WORK ORDER: An exact copy of each record is required.

=== Section Start ===

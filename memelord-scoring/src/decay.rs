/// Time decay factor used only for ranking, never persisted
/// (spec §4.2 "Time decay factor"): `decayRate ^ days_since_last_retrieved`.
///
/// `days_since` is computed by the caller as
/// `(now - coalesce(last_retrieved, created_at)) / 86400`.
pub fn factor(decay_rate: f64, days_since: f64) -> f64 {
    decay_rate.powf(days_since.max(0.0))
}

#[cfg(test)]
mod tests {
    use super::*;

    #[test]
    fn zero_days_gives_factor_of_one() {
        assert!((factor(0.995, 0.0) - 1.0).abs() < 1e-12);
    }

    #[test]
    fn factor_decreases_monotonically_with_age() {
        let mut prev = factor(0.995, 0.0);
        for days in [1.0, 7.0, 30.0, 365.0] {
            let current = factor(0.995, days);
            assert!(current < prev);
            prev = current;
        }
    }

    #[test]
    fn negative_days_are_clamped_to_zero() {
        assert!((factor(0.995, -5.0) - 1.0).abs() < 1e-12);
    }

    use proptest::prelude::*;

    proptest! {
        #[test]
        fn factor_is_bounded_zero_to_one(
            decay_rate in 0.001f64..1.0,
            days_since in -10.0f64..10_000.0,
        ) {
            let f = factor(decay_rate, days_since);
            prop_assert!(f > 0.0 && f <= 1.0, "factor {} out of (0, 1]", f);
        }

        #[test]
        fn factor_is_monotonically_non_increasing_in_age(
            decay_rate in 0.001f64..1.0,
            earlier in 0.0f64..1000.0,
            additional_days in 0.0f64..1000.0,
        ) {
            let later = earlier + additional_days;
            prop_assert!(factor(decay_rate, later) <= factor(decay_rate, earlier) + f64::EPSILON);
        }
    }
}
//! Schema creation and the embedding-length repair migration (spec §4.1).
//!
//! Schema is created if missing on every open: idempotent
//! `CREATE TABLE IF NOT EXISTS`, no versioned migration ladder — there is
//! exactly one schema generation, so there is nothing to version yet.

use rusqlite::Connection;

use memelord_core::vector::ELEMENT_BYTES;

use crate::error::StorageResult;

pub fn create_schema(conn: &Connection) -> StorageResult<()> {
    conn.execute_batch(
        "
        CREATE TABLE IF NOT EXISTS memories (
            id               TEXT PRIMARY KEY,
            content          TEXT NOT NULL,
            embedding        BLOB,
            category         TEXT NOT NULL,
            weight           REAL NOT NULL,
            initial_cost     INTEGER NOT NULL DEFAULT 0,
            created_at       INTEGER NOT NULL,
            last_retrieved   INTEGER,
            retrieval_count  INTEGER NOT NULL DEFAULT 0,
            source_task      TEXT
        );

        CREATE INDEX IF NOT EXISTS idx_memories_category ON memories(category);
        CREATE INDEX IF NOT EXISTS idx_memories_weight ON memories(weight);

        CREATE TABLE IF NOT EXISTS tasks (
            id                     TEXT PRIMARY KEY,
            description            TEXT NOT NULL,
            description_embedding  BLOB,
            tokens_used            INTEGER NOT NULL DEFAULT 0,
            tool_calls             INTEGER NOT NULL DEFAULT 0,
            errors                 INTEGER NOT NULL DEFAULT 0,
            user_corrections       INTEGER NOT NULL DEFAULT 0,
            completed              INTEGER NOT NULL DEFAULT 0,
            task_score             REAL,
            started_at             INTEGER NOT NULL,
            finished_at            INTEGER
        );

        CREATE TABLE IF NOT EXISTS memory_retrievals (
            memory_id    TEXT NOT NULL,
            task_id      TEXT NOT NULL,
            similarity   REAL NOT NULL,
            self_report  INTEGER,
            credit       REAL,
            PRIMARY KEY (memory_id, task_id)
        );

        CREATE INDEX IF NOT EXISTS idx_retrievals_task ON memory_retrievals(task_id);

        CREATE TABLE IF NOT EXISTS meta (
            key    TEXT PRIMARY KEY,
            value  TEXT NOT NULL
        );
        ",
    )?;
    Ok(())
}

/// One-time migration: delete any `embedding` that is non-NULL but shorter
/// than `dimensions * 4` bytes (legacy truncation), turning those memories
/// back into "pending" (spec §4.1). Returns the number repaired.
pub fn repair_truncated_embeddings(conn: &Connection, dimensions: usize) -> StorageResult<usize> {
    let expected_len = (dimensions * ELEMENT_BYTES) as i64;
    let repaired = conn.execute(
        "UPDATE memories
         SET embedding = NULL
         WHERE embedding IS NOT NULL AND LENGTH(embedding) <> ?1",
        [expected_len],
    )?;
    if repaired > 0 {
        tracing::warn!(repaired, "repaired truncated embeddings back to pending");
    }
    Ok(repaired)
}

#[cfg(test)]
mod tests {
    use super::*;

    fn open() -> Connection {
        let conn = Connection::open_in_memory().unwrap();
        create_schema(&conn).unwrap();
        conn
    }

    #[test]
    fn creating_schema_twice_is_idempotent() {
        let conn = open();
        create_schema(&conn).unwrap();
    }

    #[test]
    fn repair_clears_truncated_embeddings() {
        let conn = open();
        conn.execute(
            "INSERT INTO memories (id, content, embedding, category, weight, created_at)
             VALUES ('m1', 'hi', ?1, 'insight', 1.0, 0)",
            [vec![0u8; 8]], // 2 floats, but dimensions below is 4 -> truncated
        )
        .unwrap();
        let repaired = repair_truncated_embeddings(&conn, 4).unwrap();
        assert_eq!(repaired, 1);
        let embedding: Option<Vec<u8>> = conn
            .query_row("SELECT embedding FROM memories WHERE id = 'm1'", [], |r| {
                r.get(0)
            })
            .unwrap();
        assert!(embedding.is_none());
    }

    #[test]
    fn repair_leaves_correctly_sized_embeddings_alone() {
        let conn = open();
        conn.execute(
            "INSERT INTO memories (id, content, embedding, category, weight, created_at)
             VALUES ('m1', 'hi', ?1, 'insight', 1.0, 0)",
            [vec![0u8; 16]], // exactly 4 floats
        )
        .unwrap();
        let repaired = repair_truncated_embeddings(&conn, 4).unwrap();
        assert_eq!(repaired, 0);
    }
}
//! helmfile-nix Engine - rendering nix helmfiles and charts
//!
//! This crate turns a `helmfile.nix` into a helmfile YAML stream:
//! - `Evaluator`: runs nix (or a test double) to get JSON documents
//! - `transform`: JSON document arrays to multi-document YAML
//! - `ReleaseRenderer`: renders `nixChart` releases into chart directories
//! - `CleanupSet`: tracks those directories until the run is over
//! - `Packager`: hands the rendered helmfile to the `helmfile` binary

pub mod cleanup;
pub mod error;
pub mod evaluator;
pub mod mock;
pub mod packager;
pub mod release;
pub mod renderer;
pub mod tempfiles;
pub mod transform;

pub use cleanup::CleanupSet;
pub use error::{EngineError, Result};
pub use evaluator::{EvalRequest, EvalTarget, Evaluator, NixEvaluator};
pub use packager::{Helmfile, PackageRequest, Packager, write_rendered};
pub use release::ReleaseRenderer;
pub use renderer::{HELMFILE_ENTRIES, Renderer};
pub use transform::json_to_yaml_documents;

=== Section End ===

COMPLETED EXERCISE:
filename memelord-scoring/src/decay.rs
/// Time decay factor used only for ranking, never persisted
/// (spec §4.2 "Time decay factor"): `decayRate ^ days_since_last_retrieved`.
///
/// `days_since` is computed by the caller as
/// `(now - coalesce(last_retrieved, created_at)) / 86400`.
pub fn factor(decay_rate: f64, days_since: f64) -> f64 {
    decay_rate.powf(days_since.max(0.0))
}

#[cfg(test)]
mod tests {
    use super::*;

    #[test]
    fn zero_days_gives_factor_of_one() {
        assert!((factor(0.995, 0.0) - 1.0).abs() < 1e-12);
    }

    #[test]
    fn factor_decreases_monotonically_with_age() {
        let mut prev = factor(0.995, 0.0);
        for days in [1.0, 7.0, 30.0, 365.0] {
            let current = factor(0.995, days);
            assert!(current < prev);
            prev = current;
        }
    }

    #[test]
    fn negative_days_are_clamped_to_zero() {
        assert!((factor(0.995, -5.0) - 1.0).abs() < 1e-12);
    }

    use proptest::prelude::*;

    proptest! {
        #[test]
        fn factor_is_bounded_zero_to_one(
            decay_rate in 0.001f64..1.0,
            days_since in -10.0f64..10_000.0,
        ) {
            let f = factor(decay_rate, days_since);
            prop_assert!(f > 0.0 && f <= 1.0, "factor {} out of (0, 1]", f);
        }

        #[test]
        fn factor_is_monotonically_non_increasing_in_age(
            decay_rate in 0.001f64..1.0,
            earlier in 0.0f64..1000.0,
            additional_days in 0.0f64..1000.0,
        ) {
            let later = earlier + additional_days;
            prop_assert!(factor(decay_rate, later) <= factor(decay_rate, earlier) + f64::EPSILON);
        }
    }
}
//! Schema creation and the embedding-length repair migration (spec §4.1).
//!
//! Schema is created if missing on every open: idempotent
//! `CREATE TABLE IF NOT EXISTS`, no versioned migration ladder — there is
//! exactly one schema generation, so there is nothing to version yet.

use rusqlite::Connection;

use memelord_core::vector::ELEMENT_BYTES;

use crate::error::StorageResult;

pub fn create_schema(conn: &Connection) -> StorageResult<()> {
    conn.execute_batch(
        "
        CREATE TABLE IF NOT EXISTS memories (
            id               TEXT PRIMARY KEY,
            content          TEXT NOT NULL,
            embedding        BLOB,
            category         TEXT NOT NULL,
            weight           REAL NOT NULL,
            initial_cost     INTEGER NOT NULL DEFAULT 0,
            created_at       INTEGER NOT NULL,
            last_retrieved   INTEGER,
            retrieval_count  INTEGER NOT NULL DEFAULT 0,
            source_task      TEXT
        );

        CREATE INDEX IF NOT EXISTS idx_memories_category ON memories(category);
        CREATE INDEX IF NOT EXISTS idx_memories_weight ON memories(weight);

        CREATE TABLE IF NOT EXISTS tasks (
            id                     TEXT PRIMARY KEY,
            description            TEXT NOT NULL,
            description_embedding  BLOB,
            tokens_used            INTEGER NOT NULL DEFAULT 0,
            tool_calls             INTEGER NOT NULL DEFAULT 0,
            errors                 INTEGER NOT NULL DEFAULT 0,
            user_corrections       INTEGER NOT NULL DEFAULT 0,
            completed              INTEGER NOT NULL DEFAULT 0,
            task_score             REAL,
            started_at             INTEGER NOT NULL,
            finished_at            INTEGER
        );

        CREATE TABLE IF NOT EXISTS memory_retrievals (
            memory_id    TEXT NOT NULL,
            task_id      TEXT NOT NULL,
            similarity   REAL NOT NULL,
            self_report  INTEGER,
            credit       REAL,
            PRIMARY KEY (memory_id, task_id)
        );

        CREATE INDEX IF NOT EXISTS idx_retrievals_task ON memory_retrievals(task_id);

        CREATE TABLE IF NOT EXISTS meta (
            key    TEXT PRIMARY KEY,
            value  TEXT NOT NULL
        );
        ",
    )?;
    Ok(())
}

/// One-time migration: delete any `embedding` that is non-NULL but shorter
/// than `dimensions * 4` bytes (legacy truncation), turning those memories
/// back into "pending" (spec §4.1). Returns the number repaired.
pub fn repair_truncated_embeddings(conn: &Connection, dimensions: usize) -> StorageResult<usize> {
    let expected_len = (dimensions * ELEMENT_BYTES) as i64;
    let repaired = conn.execute(
        "UPDATE memories
         SET embedding = NULL
         WHERE embedding IS NOT NULL AND LENGTH(embedding) <> ?1",
        [expected_len],
    )?;
    if repaired > 0 {
        tracing::warn!(repaired, "repaired truncated embeddings back to pending");
    }
    Ok(repaired)
}

#[cfg(test)]
mod tests {
    use super::*;

    fn open() -> Connection {
        let conn = Connection::open_in_memory().unwrap();
        create_schema(&conn).unwrap();
        conn
    }

    #[test]
    fn creating_schema_twice_is_idempotent() {
        let conn = open();
        create_schema(&conn).unwrap();
    }

    #[test]
    fn repair_clears_truncated_embeddings() {
        let conn = open();
        conn.execute(
            "INSERT INTO memories (id, content, embedding, category, weight, created_at)
             VALUES ('m1', 'hi', ?1, 'insight', 1.0, 0)",
            [vec![0u8; 8]], // 2 floats, but dimensions below is 4 -> truncated
        )
        .unwrap();
        let repaired = repair_truncated_embeddings(&conn, 4).unwrap();
        assert_eq!(repaired, 1);
        let embedding: Option<Vec<u8>> = conn
            .query_row("SELECT embedding FROM memories WHERE id = 'm1'", [], |r| {
                r.get(0)
            })
            .unwrap();
        assert!(embedding.is_none());
    }

    #[test]
    fn repair_leaves_correctly_sized_embeddings_alone() {
        let conn = open();
        conn.execute(
            "INSERT INTO memories (id, content, embedding, category, weight, created_at)
             VALUES ('m1', 'hi', ?1, 'insight', 1.0, 0)",
            [vec![0u8; 16]], // exactly 4 floats
        )
        .unwrap();
        let repaired = repair_truncated_embeddings(&conn, 4).unwrap();
        assert_eq!(repaired, 0);
    }
}
//! helmfile-nix Engine - rendering nix helmfiles and charts
//!
//! This crate turns a `helmfile.nix` into a helmfile YAML stream:
//! - `Evaluator`: runs nix (or a test double) to get JSON documents
//! - `transform`: JSON document arrays to multi-document YAML
//! - `ReleaseRenderer`: renders `nixChart` releases into chart directories
//! - `CleanupSet`: tracks those directories until the run is over
//! - `Packager`: hands the rendered helmfile to the `helmfile` binary

pub mod cleanup;
pub mod error;
pub mod evaluator;
pub mod mock;
pub mod packager;
pub mod release;
pub mod renderer;
pub mod tempfiles;
pub mod transform;

pub use cleanup::CleanupSet;
pub use error::{EngineError, Result};
pub use evaluator::{EvalRequest, EvalTarget, Evaluator, NixEvaluator};
pub use packager::{Helmfile, PackageRequest, Packager, write_rendered};
pub use release::ReleaseRenderer;
pub use renderer::{HELMFILE_ENTRIES, Renderer};
pub use transform::json_to_yaml_documents;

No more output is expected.